China is hoping to break the stereotype of general aviation (GA) as a luxury tool and further promote its use in areas like medical services and transport. Fan Huitao, member of the Chinese Academy of Engineering and a member of the government’s National People Congress (NPC), told reporters that GA would be an economic growth point in China, just like the automobile industry.
Fan said compared to developed countries like the United States, which has a landmass similar to China's, the utility for GA is still very low and there is a huge potential in China to fill in the gap. The average flying hours in the United States is at about 30 million hours annually; in China, however, it is at around 941,000 hours. In fact, according to the Civil Aviation Administration of China (CAAC), the numbers slid in February to 35,000 hours, down 33.9 percent year on year.
He highlighted that areas of development include agricultural and forestry inspections, which cannot be effectively done by satellite technology. China has about 2 million sq km of forest, the inland water body area exceeds 100,000 square km of water bodies, 400,000 km of rivers, and oil and gas pipelines exceeding 100,000 km, all of which can be surveyed by aircraft and helicopters.

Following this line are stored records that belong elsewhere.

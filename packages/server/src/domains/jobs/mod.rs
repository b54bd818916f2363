pub mod activities;
pub mod conditional;
pub mod data;
pub mod errors;
pub mod events;
pub mod linker;
pub mod models;
pub mod navigator;
pub mod store;

pub use conditional::{UpdateOutcome, UpdatePlan};
pub use data::JobData;
pub use errors::JobError;
pub use events::{EventKind, JobEvent};
pub use linker::ScanLinker;
pub use models::{Job, JobPatch, JobState, JobType, NewJob, Scan};
pub use navigator::Neighbors;
pub use store::{InMemoryJobStore, JobFilter, JobStore, PostgresJobStore};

With the growing rate of road accidents in China, air medical services stands as another area of potential for the world’s second largest road network. Fan hopes China develops an emergency rescue system like that in the U.S., where victims of a casualty can reach any emergency center within one hour, and urge urban planners to factor such facilities and accessibility in their urban masterplans.

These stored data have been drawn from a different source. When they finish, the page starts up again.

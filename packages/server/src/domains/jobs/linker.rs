//! Job ↔ scan association.
//!
//! Links are additive: there is no unlink. Linking a scan that is already
//! attached reports no change and writes nothing.

use std::sync::Arc;

use crate::common::{JobId, ScanId};
use crate::domains::jobs::conditional::UpdatePlan;
use crate::domains::jobs::errors::JobError;
use crate::domains::jobs::models::Scan;
use crate::domains::jobs::store::JobStore;

#[derive(Clone)]
pub struct ScanLinker {
    store: Arc<dyn JobStore>,
}

impl ScanLinker {
    pub fn new(store: Arc<dyn JobStore>) -> Self {
        Self { store }
    }

    /// Attach `scan_id` to the job. Returns whether a new link was added.
    pub async fn link(&self, job_id: JobId, scan_id: ScanId) -> Result<bool, JobError> {
        let outcome = self
            .store
            .apply_update(&UpdatePlan::link_only(job_id, scan_id))
            .await?;
        Ok(outcome.linked)
    }

    /// Scans attached to the job, in the order they were linked.
    pub async fn list_scans(&self, job_id: JobId) -> Result<Vec<Scan>, JobError> {
        self.store.scans_for_job(job_id).await
    }
}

While Fan thinks that there is still some distance away from China’s grand plan of building 500 GA airports and clocking 2 million annual flight hours by 2020, he suggests that China’s low-level airspace should be decentralized into provincial/local airspace for specific general aviation activities, and let the local government promote and develop its own GA infrastructure and industry.
Similarly, he also thinks that the government should promote education and training for aviation-related careers such as pilots, air traffic controllers, and these efforts should be channeled through the respective provincial governments.